You can still use the raw Stripe client when you need something provider-specific: paymentService.getProvider<StripePaymentProvider>('stripe').getClient().

Extensible

Implement the PaymentProvider interface (createCheckoutSession, createCustomer, getCustomer, listSubscriptions, getCheckoutSession, isWebhookConfigured, parseWebhookEvent), instantiate your provider, and register it in forRoot({ providers: { paypal: new MyPayPalProvider(config) } }). Your app code keeps calling paymentService.createCheckoutSession(options, 'paypal') — no branching on provider names in business logic.

Quick start (Stripe)

1. Install and register the module

npm install @hazeljs/payment
import { HazelApp } from '@hazeljs/core';
import { PaymentModule } from '@hazeljs/payment';

const app = new HazelApp({
  modules: [
    PaymentModule.forRoot({
      stripe: {
        secretKey: process.env.STRIPE_SECRET_KEY,
        webhookSecret: process.env.STRIPE_WEBHOOK_SECRET,
      },
    }),
  ],
});

2. Create a checkout session

const result = await paymentService.createCheckoutSession({
  successUrl: 'https://yourapp.com/success',
  cancelUrl: 'https://yourapp.com/cancel',
  customerEmail: 'user@example.com',
  clientReferenceId: userId,
  lineItems: [{
    priceData: {
      currency: 'usd',
      unitAmount: 1999,
      productData: { name: 'Premium Plan', description: 'Monthly access' },
    },
    quantity: 1,
  }],
});

// Redirect user to result.url

3. Subscriptions and customers — Use subscription: { priceId, quantity, trialPeriodDays } for subscription checkouts, and createCustomer() / getCustomer() to attach payments to users. Store the provider customer ID in your DB and pass it as customerId when creating sessions.
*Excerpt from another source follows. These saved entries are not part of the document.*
#[cfg(test)]
mod tests {
  use super::*;
  use crate::spec::VariationSpec;
  use serde_json::json;
  use tempfile::TempDir;

  fn setup_root(store: &NodeStore) -> Node {
    store.open(Statepoint::root()).unwrap()
  }

  fn expand(yaml: &str) -> (TempDir, NodeStore, ExpansionReport) {
    let temp = TempDir::new().unwrap();
    let store = NodeStore::init(temp.path()).unwrap();
    let root = setup_root(&store);
    let spec = VariationSpec::from_yaml_str(yaml).unwrap();
    let report = Expander::new(store.clone()).expand_tree(&root, &spec).unwrap();
    (temp, store, report)
  }

  const TWO_LEVEL: &str = r#"
- operation: blockMesh
  key: cells
  values: [8, 16]
  variation:
    - operation: solverSetup
      key: solver
      values: [A, B]
"#;

  #[test]
  fn two_level_spec_yields_cartesian_product() {
    let (_temp, store, report) = expand(TWO_LEVEL);

    // 2 level-1 nodes + 4 leaves.
    assert_eq!(report.created.len(), 6);
    assert_eq!(report.leaf_count(), 4);

    let mut seen = Vec::new();
    for id in report.id_path_mapping.keys() {
      let node = store.get(id).unwrap();
      assert!(node.is_leaf());
      assert_eq!(node.statepoint.operation, "solverSetup");

      let all = node.statepoint.effective_params();
      let cells = all.get("cells").and_then(Value::as_i64).unwrap();
      let solver = all.get("solver").and_then(Value::as_str).unwrap().to_string();
      seen.push((cells, solver));
    }
    seen.sort();
    assert_eq!(
      seen,
      vec![
        (8, "A".to_string()),
        (8, "B".to_string()),
        (16, "A".to_string()),
        (16, "B".to_string()),
      ]
    );

    // Ids are unique by construction of the map; double-check count.
    assert_eq!(report.id_path_mapping.len(), 4);
  }

  #[test]
  fn leaf_statepoints_union_keys_from_every_level() {
    let (_temp, store, report) = expand(TWO_LEVEL);

    for id in report.id_path_mapping.keys() {
      let node = store.get(id).unwrap();
      assert_eq!(node.statepoint.keys, vec!["solver".to_string()]);
      assert!(node.statepoint.parent.contains_key("cells"));

      let all = node.statepoint.effective_params();
      assert!(all.contains_key("cells") && all.contains_key("solver"));
    }
  }

  #[test]
  fn intermediate_nodes_have_children() {
    let (_temp, store, report) = expand(TWO_LEVEL);

    for id in &report.created {
      let node = store.get(id).unwrap();
      if node.statepoint.operation == "blockMesh" {
        assert!(node.statepoint.has_child);
        assert!(!report.id_path_mapping.contains_key(id));
      }
    }
  }

  #[test]
  fn view_paths_compose_level_fragments() {
    let (_temp, _store, report) = expand(TWO_LEVEL);

    let paths: Vec<String> = report
      .id_path_mapping
      .values()
      .map(|p| p.to_string_lossy().to_string())
      .collect();
    for expected in ["cells_8/solver_A", "cells_8/solver_B", "cells_16/solver_A", "cells_16/solver_B"] {
      assert!(paths.contains(&expected.to_string()), "missing path {expected}");
    }
  }

  #[test]
  fn expansion_is_deterministic_across_reruns() {
    let temp = TempDir::new().unwrap();
    let store = NodeStore::init(temp.path()).unwrap();
    let root = setup_root(&store);
    let spec = VariationSpec::from_yaml_str(TWO_LEVEL).unwrap();
    let expander = Expander::new(store.clone());

    let first = expander.expand_tree(&root, &spec).unwrap();
    let second = expander.expand_tree(&root, &spec).unwrap();

    assert_eq!(first.created, second.created);
    assert_eq!(first.id_path_mapping, second.id_path_mapping);
  }

  #[test]
  fn parent_filter_skips_whole_level() {
    let yaml = r#"
- operation: blockMesh
  key: cells
  values: [8, 16]
  variation:
    - operation: decomposePar
      key: procs
      values: [2, 4]
      parent: {cells: 16}
"#;
    let (_temp, store, report) = expand(yaml);

    // Only the cells=16 branch fans out into procs variants.
    assert_eq!(report.leaf_count(), 3);

    let mut proc_leaves = 0;
    for id in report.id_path_mapping.keys() {
      let node = store.get(id).unwrap();
      if node.statepoint.operation == "decomposePar" {
        assert_eq!(node.statepoint.parent.get("cells"), Some(&json!(16)));
        proc_leaves += 1;
      }
    }
    assert_eq!(proc_leaves, 2);
  }

  #[test]
  fn if_filters_drop_values_against_parent_params() {
    let yaml = r#"
- operation: blockMesh
  key: cells
  values: [8, 16]
  variation:
    - operation: solverSetup
      schema: "solver/{name}"
      values:
        - {name: coarseOnly, if: [{key: cells, value: 8, predicate: eq}]}
        - {name: always}
"#;
    let (_temp, store, report) = expand(yaml);

    // cells=8 gets both solvers, cells=16 only the unconditional one.
    assert_eq!(report.leaf_count(), 3);

    for id in report.id_path_mapping.keys() {
      let node = store.get(id).unwrap();
      if node.statepoint.params.get("name") == Some(&json!("coarseOnly")) {
        assert_eq!(node.statepoint.parent.get("cells"), Some(&json!(8)));
      }
      // The `if` key never leaks into parameters.
      assert!(!node.statepoint.params.contains_key("if"));
    }
  }

  #[test]
  fn generator_levels_expand_in_tree() {
    let yaml = r#"
- operation: refineMesh
  key: level
  generator: {key: n, values: [0, 2, 1], template: ["{n}"]}
"#;
    let (_temp, store, report) = expand(yaml);

    assert_eq!(report.leaf_count(), 3);
    let mut levels: Vec<i64> = report
      .id_path_mapping
      .keys()
      .map(|id| {
        store
          .get(id)
          .unwrap()
          .statepoint
          .params
          .get("level")
          .and_then(Value::as_i64)
          .unwrap()
      })
      .collect();
    levels.sort();
    assert_eq!(levels, vec![0, 1, 2]);
  }

  #[test]
  fn schema_formats_nested_keys() {
    let yaml = r#"
- operation: solverSetup
  schema: "solver/{solver/name}_{cells}"
  values:
    - {cells: 8, solver: {name: PCG, preconditioner: IC}}
"#;
    let (_temp, _store, report) = expand(yaml);

    let paths: Vec<String> = report
      .id_path_mapping
      .values()
      .map(|p| p.to_string_lossy().to_string())
      .collect();
    assert_eq!(paths, vec!["solver/PCG_8".to_string()]);
  }

  #[test]
  fn schema_with_unknown_key_is_fatal() {
    let temp = TempDir::new().unwrap();
    let store = NodeStore::init(temp.path()).unwrap();
    let root = setup_root(&store);
    let spec = VariationSpec::from_yaml_str(
      r#"
- operation: solverSetup
  schema: "solver/{nope}"
  values:
    - {name: PCG}
"#,
    )
    .unwrap();

    let err = Expander::new(store).expand_tree(&root, &spec).unwrap_err();
    assert!(matches!(err, ExpandError::SchemaKey { key, .. } if key == "nope"));
  }

  #[test]
  fn common_params_merge_into_every_value() {
    let yaml = r#"
- operation: solverSetup
  key: solver
  common: {tolerance: 1e-6}
  values: [PCG, GAMG]
"#;
    let (_temp, store, report) = expand(yaml);

    for id in report.id_path_mapping.keys() {
      let node = store.get(id).unwrap();
      assert_eq!(node.statepoint.params.get("tolerance"), Some(&json!(1e-6)));
      assert_eq!(node.statepoint.keys.len(), 2);
    }
  }

  #[test]
  fn sibling_operations_union_at_one_level() {
    let yaml = r#"
- operation: blockMesh
  key: cells
  values: [8]
- operation: shell
  key: shell
  values: ["./Allrun.pre"]
"#;
    let (_temp, store, report) = expand(yaml);

    assert_eq!(report.leaf_count(), 2);
    let operations: Vec<String> = report
      .id_path_mapping
      .keys()
      .map(|id| store.get(id).unwrap().statepoint.operation)
      .collect();
    assert!(operations.contains(&"blockMesh".to_string()));
    assert!(operations.contains(&"shell".to_string()));
  }
}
4. Webhooks — Point Stripe (or your provider) at POST /payment/webhook/stripe. Ensure the route receives the raw body. Then in your app:

const event = paymentService.parseWebhookEvent('stripe', req.rawBody, req.headers['stripe-signature']);
// Handle event.type: checkout.session.completed, customer.subscription.updated, etc.

Multiple providers in one app

You can register Stripe and one or more custom providers and choose per request:

PaymentModule.forRoot({
  defaultProvider: 'stripe',
  stripe: { secretKey: '...', webhookSecret: '...' },
  providers: {
    paypal: new MyPayPalProvider(paypalConfig),
  },
});

// Later:
await paymentService.createCheckoutSession(options, 'stripe');
await paymentService.createCheckoutSession(options, 'paypal');

Webhook URLs are per provider: /payment/webhook/stripe, /payment/webhook/paypal, etc.

When to use it

Good fit: SaaS billing, one-time purchases, subscriptions, and any app that wants a single payment API with the option to support multiple gateways or switch providers without rewriting business logic.

Docs: Payment package — full API, provider interface, and how to add your own gateway.

What's next

We'll keep improving the payment package based on feedback. If you need a second provider (e.g. PayPal) out of the box, open an issue or PR on GitHub. Until then, the PaymentProvider interface is small and well-defined so you can implement any gateway you need.